Re: Implementation-defined behavior or not?

Jonathan Wakely <jwakely.gcc@xxxxxxxxx> · Mon, 3 Jun 2019 10:22:15 +0100

On Mon, 3 Jun 2019 at 10:07, esoteric escape wrote:
>
> Hello, I am on Windows OS where CHAR_BIT == 8.
>
> I am trying to understand whether this behavior is implementation-defined
> or not.
>
> I have this string in UTF-8, and I am trying to understand if it is
> implementation-defined:
>
> std::string s = u8"€";
>
> It's clear to me that char c = 0xC8 is implementation defined for the
> reasons:
> 1. char's signedness depends on compiler..
> 2. If the value is beyond the representatable range of char say, -128 to
> 127, then again it is implementation-defined.

The char value is implementation-defined, but there will be some
unique value that corresponds to 0xC8 and can be unambiguously
converted to (unsigned char)0xC8. For GCC (and in C++20) the
conversion to char is the obvious two's complement one, producing
(char)-56.

>
> In the same way, I am trying to understand how the std::string case is
> handled because its also uses char.
>
> So, € in UTF-8 means E2 82 AC sequence of bytes in hex. If std::string uses
> suppose signed version of char, don't they fall beyond the representable
> range and therefore, their value is implementation defined in std::string?
> Or, is this case actually well-defined?

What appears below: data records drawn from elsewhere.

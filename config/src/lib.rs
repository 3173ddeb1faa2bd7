//! Engine configuration.
//!
//! Structural limits, the blocking-severity set and the default claim
//! timeout are configuration, not constants. Values come from TOML:
//!
//! ```toml
//! [limits]
//! max_depth = 20
//! max_children = 10
//! max_open_challenges = 10
//!
//! [challenges]
//! blocking = ["critical", "major"]
//!
//! [claims]
//! timeout_secs = 300
//! ```
//!
//! Every section and field is optional; missing values take the defaults.

use std::collections::BTreeSet;
use std::path::{Path, PathBuf};
use std::{env, fs};

use af_types::ChallengeSeverity;
use serde::Deserialize;
use thiserror::Error;

/// Environment variable naming an explicit config file.
pub const CONFIG_ENV_VAR: &str = "AF_CONFIG";

#[derive(Debug, Clone, Default, PartialEq, Eq, Deserialize)]
#[serde(default, deny_unknown_fields)]
pub struct EngineConfig {
    pub limits: LimitsConfig,
    pub challenges: ChallengeConfig,
    pub claims: ClaimConfig,
}

#[derive(Debug, Clone, Copy, PartialEq, Eq, Deserialize)]
#[serde(default, deny_unknown_fields)]
pub struct LimitsConfig {
    /// Maximum number of segments in a node id (the root has depth 1).
    pub max_depth: usize,
    /// Maximum number of children under one parent.
    pub max_children: usize,
    /// Maximum number of simultaneously open challenges on one node.
    pub max_open_challenges: usize,
}

impl Default for LimitsConfig {
    fn default() -> Self {
        Self {
            max_depth: 20,
            max_children: 10,
            max_open_challenges: 10,
        }
    }
}

#[derive(Debug, Clone, PartialEq, Eq, Deserialize)]
#[serde(default, deny_unknown_fields)]
pub struct ChallengeConfig {
    /// Severities that block acceptance while open.
    pub blocking: BTreeSet<ChallengeSeverity>,
}

impl Default for ChallengeConfig {
    fn default() -> Self {
        Self {
            blocking: BTreeSet::from([ChallengeSeverity::Critical, ChallengeSeverity::Major]),
        }
    }
}

#[derive(Debug, Clone, Copy, PartialEq, Eq, Deserialize)]
#[serde(default, deny_unknown_fields)]
pub struct ClaimConfig {
    /// Claim lifetime used when a caller does not pass one.
    pub timeout_secs: u64,
}

impl Default for ClaimConfig {
    fn default() -> Self {
        Self { timeout_secs: 300 }
    }
}

#[derive(Debug, Error)]
pub enum ConfigError {
    #[error("failed to read config at {}: {source}", .path.display())]
    Read {
        path: PathBuf,
        source: std::io::Error,
    },
    #[error("failed to parse config at {}: {source}", .path.display())]
    Parse {
        path: PathBuf,
        source: toml::de::Error,
    },
    #[error("invalid config at {}: {message}", .path.display())]
    Invalid { path: PathBuf, message: String },
}

impl ConfigError {
    #[must_use]
    pub fn path(&self) -> &PathBuf {
        match self {
            ConfigError::Read { path, .. }
            | ConfigError::Parse { path, .. }
            | ConfigError::Invalid { path, .. } => path,
        }
    }
}

impl EngineConfig {
    /// Load from `$AF_CONFIG`, then `~/.af/config.toml`, falling back to
    /// defaults when neither exists.
    pub fn load() -> Result<Self, ConfigError> {
        if let Some(explicit) = env::var_os(CONFIG_ENV_VAR).filter(|value| !value.is_empty()) {
            return Self::load_from(Path::new(&explicit));
        }
        match config_path() {
            Some(path) if path.exists() => Self::load_from(&path),
            _ => Ok(Self::default()),
        }
    }

    /// Load from an explicit path. A missing file is an error here.
    pub fn load_from(path: &Path) -> Result<Self, ConfigError> {
        let content = fs::read_to_string(path).map_err(|err| {
            tracing::warn!("Failed to read config at {:?}: {}", path, err);
            ConfigError::Read {
                path: path.to_path_buf(),
                source: err,
            }
        })?;
        let config = Self::parse(&content).map_err(|err| match err {
            ParseFailure::Toml(source) => {
                tracing::warn!("Failed to parse config at {:?}: {}", path, source);
                ConfigError::Parse {
                    path: path.to_path_buf(),
                    source,
                }
            }
            ParseFailure::Invalid(message) => ConfigError::Invalid {
                path: path.to_path_buf(),
                message,
            },
        })?;
        tracing::debug!(path = %path.display(), "Loaded engine config");
        Ok(config)
    }

    fn parse(content: &str) -> Result<Self, ParseFailure> {
        let config: Self = toml::from_str(content).map_err(ParseFailure::Toml)?;
        config.validate().map_err(ParseFailure::Invalid)?;
        Ok(config)
    }

    fn validate(&self) -> Result<(), String> {
        let limits = &self.limits;
        if limits.max_depth == 0 {
            return Err("limits.max_depth must be at least 1".to_owned());
        }
        if limits.max_children == 0 {
            return Err("limits.max_children must be at least 1".to_owned());
        }
        if self.claims.timeout_secs == 0 {
            return Err("claims.timeout_secs must be at least 1".to_owned());
        }
        Ok(())
    }

    #[must_use]
    pub fn is_blocking(&self, severity: ChallengeSeverity) -> bool {
        self.challenges.blocking.contains(&severity)
    }
}

enum ParseFailure {
    Toml(toml::de::Error),
    Invalid(String),
}

#[must_use]
pub fn config_path() -> Option<PathBuf> {
    dirs::home_dir().map(|home| home.join(".af").join("config.toml"))
}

Both. The code is perfectly well-defined in C++11, C++14 and C++17.
The precise numerical values are implementation-defined, but there is
a one-to-one mapping from 8-bit UTF-8 code units to char values, and
back again.

N.B. In C++20 the code is ill-formed and won't compile, because the
type of u8"€" is const char8_t[4] which cannot be used to initialize a
std::string. You'd need to cast it to (const char*) or use
std::u8string instead.